Medtech industry giant Smith & Nephew (FTSE:SN, NYSE:SNN) may see rivals attempt to steal away its $1.7 billion deal for sports medicine company ArthroCare (NSDQ:ARTC), which has become a more attractive target since Smith & Nephew’s original offer.
ARTC shares have gained about 9% since announcing the mega-offer from Smith & Nephew, which agreed to buy ArthroCare for $48.25 per share. ARTC opened at $49.50 today, and analysts have speculated that the stock’s sudden rise may draw other offers to the table.
"There are a lot of reasons why a bigger company would want this," J.P Morgan analyst David Turkaly told Bloomberg. "Could somebody pay more than $1.7 billion for ArthroCare? I think the answer could be yes."

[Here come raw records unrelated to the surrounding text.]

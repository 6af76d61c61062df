//! Session history store.
//!
//! Holds completed sessions newest first and mirrors every change into a
//! [`KeyValueStore`] under a single key.

use chrono::Utc;

use super::model::Session;
use super::record::{parse_sessions, StoredHistory};
use super::summary::{group_by_date, DateGroup, Totals};
use crate::error::DeepWorkError;
use crate::storage::KeyValueStore;

/// Key the history is stored under unless configured otherwise.
pub const DEFAULT_STORAGE_KEY: &str = "deepWorkData";

/// Ordered session history backed by a key-value store.
pub struct SessionStore<K: KeyValueStore> {
    kv: K,
    key: String,
    sessions: Vec<Session>,
}

impl<K: KeyValueStore> SessionStore<K> {
    /// Load history from `kv`.
    ///
    /// A missing key, unreadable backend, malformed JSON or a record without
    /// a `sessions` array all yield an empty store.
    pub fn load(kv: K, key: impl Into<String>) -> Self {
        let key = key.into();

        let sessions = match kv.get(&key) {
            Ok(Some(raw)) => parse_sessions(&raw).unwrap_or_else(|e| {
                tracing::warn!(%key, error = %e, "stored history unreadable, starting empty");
                Vec::new()
            }),
            Ok(None) => Vec::new(),
            Err(e) => {
                tracing::warn!(%key, error = %e, "could not read stored history, starting empty");
                Vec::new()
            }
        };

        tracing::debug!(%key, count = sessions.len(), "loaded session history");
        Self { kv, key, sessions }
    }

    /// Sessions, newest first.
    #[must_use]
    pub fn sessions(&self) -> &[Session] {
        &self.sessions
    }

    /// Number of sessions.
    #[must_use]
    pub fn len(&self) -> usize {
        self.sessions.len()
    }

    /// Whether there is no history.
    #[must_use]
    pub fn is_empty(&self) -> bool {
        self.sessions.is_empty()
    }

    /// The storage key in use.
    #[must_use]
    pub fn key(&self) -> &str {
        &self.key
    }

    /// Add a session at the head and persist.
    ///
    /// # Errors
    ///
    /// Returns an error if the write fails; the in-memory list is left as it
    /// was before the call.
    pub fn record_session(&mut self, session: Session) -> Result<(), DeepWorkError> {
        let id = session.id;
        self.sessions.insert(0, session);

        if let Err(e) = self.save() {
            self.sessions.remove(0);
            return Err(e);
        }

        tracing::info!(id, total = self.sessions.len(), "recorded session");
        Ok(())
    }

    /// Replace the whole history and persist.
    ///
    /// # Errors
    ///
    /// Returns an error if the write fails; the previous history is kept.
    pub fn replace_all(&mut self, sessions: Vec<Session>) -> Result<(), DeepWorkError> {
        let previous = std::mem::replace(&mut self.sessions, sessions);

        if let Err(e) = self.save() {
            self.sessions = previous;
            return Err(e);
        }

        tracing::info!(total = self.sessions.len(), "replaced session history");
        Ok(())
    }

    /// Drop all history, in memory and in the backend.
    ///
    /// # Errors
    ///
    /// Returns an error if the backend key cannot be removed.
    pub fn clear(&mut self) -> Result<(), DeepWorkError> {
        self.kv.remove(&self.key)?;
        self.sessions.clear();
        tracing::info!(key = %self.key, "cleared session history");
        Ok(())
    }

    /// Write the current history with a fresh `lastUpdated`.
    ///
    /// # Errors
    ///
    /// Returns an error if serialization or the write fails.
    pub fn save(&self) -> Result<(), DeepWorkError> {
        let record = StoredHistory {
            sessions: self.sessions.clone(),
            last_updated: Utc::now().to_rfc3339(),
        };
        let json = serde_json::to_string(&record)?;
        self.kv.set(&self.key, &json)
    }

    /// Aggregates over the whole history.
    #[must_use]
    pub fn totals(&self) -> Totals {
        Totals::of(&self.sessions)
    }

    /// History partitioned by local calendar date.
    #[must_use]
    pub fn group_by_date(&self) -> Vec<DateGroup<'_>> {
        group_by_date(&self.sessions)
    }
}
impl<C: Clock> TimerCore<C> {
    /// A timer on the given clock.
    pub fn with_clock(clock: C) -> Self {
        Self {
            clock,
            state: TimerState::Idle,
            elapsed_seconds: 0,
            pending: Vec::new(),
            distraction_started: None,
            work_ticker: Ticker::per_second(),
            distraction_ticker: Ticker::per_second(),
            ids: IdGenerator::new(),
        }
    }

    /// Current state.
    #[must_use]
    pub const fn state(&self) -> TimerState {
        self.state
    }

    /// Work seconds accumulated in the current session.
    #[must_use]
    pub const fn elapsed_seconds(&self) -> u64 {
        self.elapsed_seconds
    }

    /// Distractions resolved so far in the current session.
    #[must_use]
    pub fn pending_distractions(&self) -> &[Distraction] {
        &self.pending
    }

    /// Whether ending now would record a session.
    #[must_use]
    pub const fn has_time(&self) -> bool {
        self.elapsed_seconds > 0
    }

    /// Whole seconds since the open distraction began, 0 if none is open.
    #[must_use]
    pub fn distraction_elapsed_seconds(&self) -> u64 {
        self.distraction_started.map_or(0, |started| {
            let ms = (self.clock.now() - started).num_milliseconds().max(0);
            u64::try_from(ms / 1000).unwrap_or(0)
        })
    }

    /// Begin or resume work.
    ///
    /// # Errors
    ///
    /// Returns [`DeepWorkError::InvalidTransition`] unless idle or paused.
    pub fn start(&mut self) -> Result<(), DeepWorkError> {
        self.require(&[TimerState::Idle, TimerState::Paused], "start")?;
        self.enter_running();
        Ok(())
    }

    /// Freeze work time.
    ///
    /// # Errors
    ///
    /// Returns [`DeepWorkError::InvalidTransition`] unless running.
    pub fn pause(&mut self) -> Result<(), DeepWorkError> {
        self.require(&[TimerState::Running], "pause")?;
        self.work_ticker.cancel();
        self.state = TimerState::Paused;
        tracing::debug!(elapsed = self.elapsed_seconds, "timer paused");
        Ok(())
    }

    /// Stop work time and start timing a distraction.
    ///
    /// # Errors
    ///
    /// Returns [`DeepWorkError::InvalidTransition`] unless running.
    pub fn log_distraction(&mut self) -> Result<(), DeepWorkError> {
        self.require(&[TimerState::Running], "log a distraction")?;
        self.work_ticker.cancel();

        let now = self.clock.now();
        self.distraction_started = Some(now);
        self.distraction_ticker.arm(now);
        self.state = TimerState::Distracted;
        tracing::debug!(elapsed = self.elapsed_seconds, "distraction started");
        Ok(())
    }

    /// Record the open distraction with `reason` and go back to work.
    ///
    /// The duration is the wall-clock span since the distraction began,
    /// rounded to the nearest second.
    ///
    /// # Errors
    ///
    /// Returns [`DeepWorkError::InvalidTransition`] unless distracted, or
    /// [`DeepWorkError::Validation`] if `reason` is blank. The state is
    /// unchanged in both cases.
    pub fn resume_from_distraction(&mut self, reason: &str) -> Result<&Distraction, DeepWorkError> {
        self.require(&[TimerState::Distracted], "resume")?;

        let reason = reason.trim();
        if reason.is_empty() {
            return Err(DeepWorkError::Validation(
                "A reason is required to log a distraction".to_string(),
            ));
        }
        let Some(started) = self.distraction_started else {
            return Err(DeepWorkError::InvalidTransition {
                action: "resume",
                state: self.state,
            });
        };

        self.distraction_ticker.cancel();
        let now = self.clock.now();
        let distraction = Distraction {
            id: self.ids.next_at(now),
            reason: reason.to_string(),
            logged_at: to_timestamp(now),
            duration_seconds: rounded_seconds(now - started),
        };
        tracing::debug!(
            reason = %distraction.reason,
            duration = distraction.duration_seconds,
            "distraction logged"
        );
        self.pending.push(distraction);
        self.distraction_started = None;
        self.enter_running();

        Ok(&self.pending[self.pending.len() - 1])
    }

    /// Drop the open distraction without recording it and go back to work.
    ///
    /// # Errors
    ///
    /// Returns [`DeepWorkError::InvalidTransition`] unless distracted.
    pub fn cancel_distraction(&mut self) -> Result<(), DeepWorkError> {
        self.require(&[TimerState::Distracted], "cancel a distraction")?;
        self.distraction_ticker.cancel();
        self.distraction_started = None;
        self.enter_running();
        tracing::debug!("distraction cancelled");
        Ok(())
    }

    /// Finish the session and reset to idle.
    ///
    /// Returns the completed session, or `None` when no work time was
    /// accumulated. An open distraction is discarded.
    pub fn end_session(&mut self) -> Option<Session> {
        let session = self.build_session();
        self.reset();
        session
    }

    /// Finish the session, record it at the head of `store`, and reset.
    ///
    /// # Errors
    ///
    /// Returns an error if the store cannot persist the session. The timer
    /// keeps its state so the user can try again.
    pub fn end_session_into<K: KeyValueStore>(
        &mut self,
        store: &mut SessionStore<K>,
    ) -> Result<Option<Session>, DeepWorkError> {
        let session = self.build_session();
        if let Some(ref s) = session {
            store.record_session(s.clone())?;
        }
        self.reset();
        Ok(session)
    }

    /// The current instant on this timer's clock.
    #[must_use]
    pub fn now(&self) -> DateTime<Utc> {
        self.clock.now()
    }

    /// Apply one clock tick.
    ///
    /// Returns true if work time advanced.
    pub fn tick(&mut self) -> bool {
        if self.state == TimerState::Running {
            self.elapsed_seconds += 1;
            true
        } else {
            false
        }
    }

    /// Apply every tick that has come due on the clock.
    pub fn pump(&mut self) -> Pumped {
        let now = self.clock.now();

        let work_ticks = self.work_ticker.take_due(now);
        for _ in 0..work_ticks {
            self.tick();
        }

        Pumped {
            work_ticks,
            distraction_ticks: self.distraction_ticker.take_due(now),
        }
    }

    /// Time until the next scheduled tick, if any ticker is armed.
    #[must_use]
    pub fn until_next_tick(&self) -> Option<Duration> {
        let now = self.clock.now();
        match (
            self.work_ticker.until_next(now),
            self.distraction_ticker.until_next(now),
        ) {
            (Some(a), Some(b)) => Some(a.min(b)),
            (a, b) => a.or(b),
        }
    }

    fn require(&self, allowed: &[TimerState], action: &'static str) -> Result<(), DeepWorkError> {
        if allowed.contains(&self.state) {
            Ok(())
        } else {
            Err(DeepWorkError::InvalidTransition {
                action,
                state: self.state,
            })
        }
    }

    fn enter_running(&mut self) {
        self.work_ticker.arm(self.clock.now());
        self.state = TimerState::Running;
        tracing::debug!(elapsed = self.elapsed_seconds, "timer running");
    }

    fn build_session(&mut self) -> Option<Session> {
        if !self.has_time() {
            return None;
        }
        let now = self.clock.now();
        Some(Session {
            id: self.ids.next_at(now),
            duration_seconds: self.elapsed_seconds,
            distractions: self.pending.clone(),
            ended_at: to_timestamp(now),
        })
    }

    fn reset(&mut self) {
        self.work_ticker.cancel();
        self.distraction_ticker.cancel();
        self.state = TimerState::Idle;
        self.elapsed_seconds = 0;
        self.pending.clear();
        self.distraction_started = None;
        tracing::debug!("timer reset");
    }
}

/// Seconds in `span`, rounded half up, never negative.
fn rounded_seconds(span: Duration) -> u64 {
    let ms = span.num_milliseconds().max(0);
    u64::try_from((ms + 500) / 1000).unwrap_or(0)
}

ARTC shares were flat in the early afternoon, opening at $49.50 and trading at $49.54 as of about 12:10 p.m. The stock has gained 23.1% since the start of the year. SNN shares were up 2.2% to $73.37 as of about 11:30 a.m., having gained 2.3% since this year.
With the new gains, ARTC shares are at a $45.70 20-day stock price average, bumping Smith & Nephew’s offer down to a premium of just 5.6%. That’s the lowest premium since the 1990s for a medtech offer greater than $500 million, Bloomberg reported.
ArthroCare has an attractive portfolio of sports medicine technologies and minimally invasive surgical systems, and the recent settlement of a Dept. of Justice fraud case prompted speculation that the company was ripe for a buyout. Industry titans such as Johnson & Johnson (NYSE:JNJ) and Stryker (NYSE:SYK) are among the most likely to get into the game and attempt to out-bid Smith & Nephew, J.P. Morgan and other analysts told Bloomberg.
Smith & Nephew early this month announced that had made a $1.7 billion offer for ArthroCare, a price-tag that, at the time, represented a premium of about 6.3% on ARTC shares. With the recent surge in ARTC value, Smith & Nephew’s offer represents an ever-smaller premium over the company’s value.
An acquisition became more feasible for ArthroCare early this year, when it agreed to pay $30 million to settle a $400 million fraud case with the U.S. Justice Dept. The Jan. 7 deal put to rest a years-long probe into an alleged scheme designed to generate false revenue numbers to meet internal and external forecasts by dumping inventory, first with a distributor called DiscoCare and eventually via free shipments to end-users.
Smith & Nephew said it expects the ArthroCare buyout to add roughly $85 million to its annual trading profit after integration, slated to be complete in about 3 years. The merger is projected to cost about $100 million over 3 years, according to a press release. The British healthcare conglomerate said it plans to finance the deal by tapping a $1 billion credit revolver and a new, $1.4 billion term loan. Smith & Nephew said it’s halting its $300 million share buyback program after repurchasing some $226 million worth of its own stock.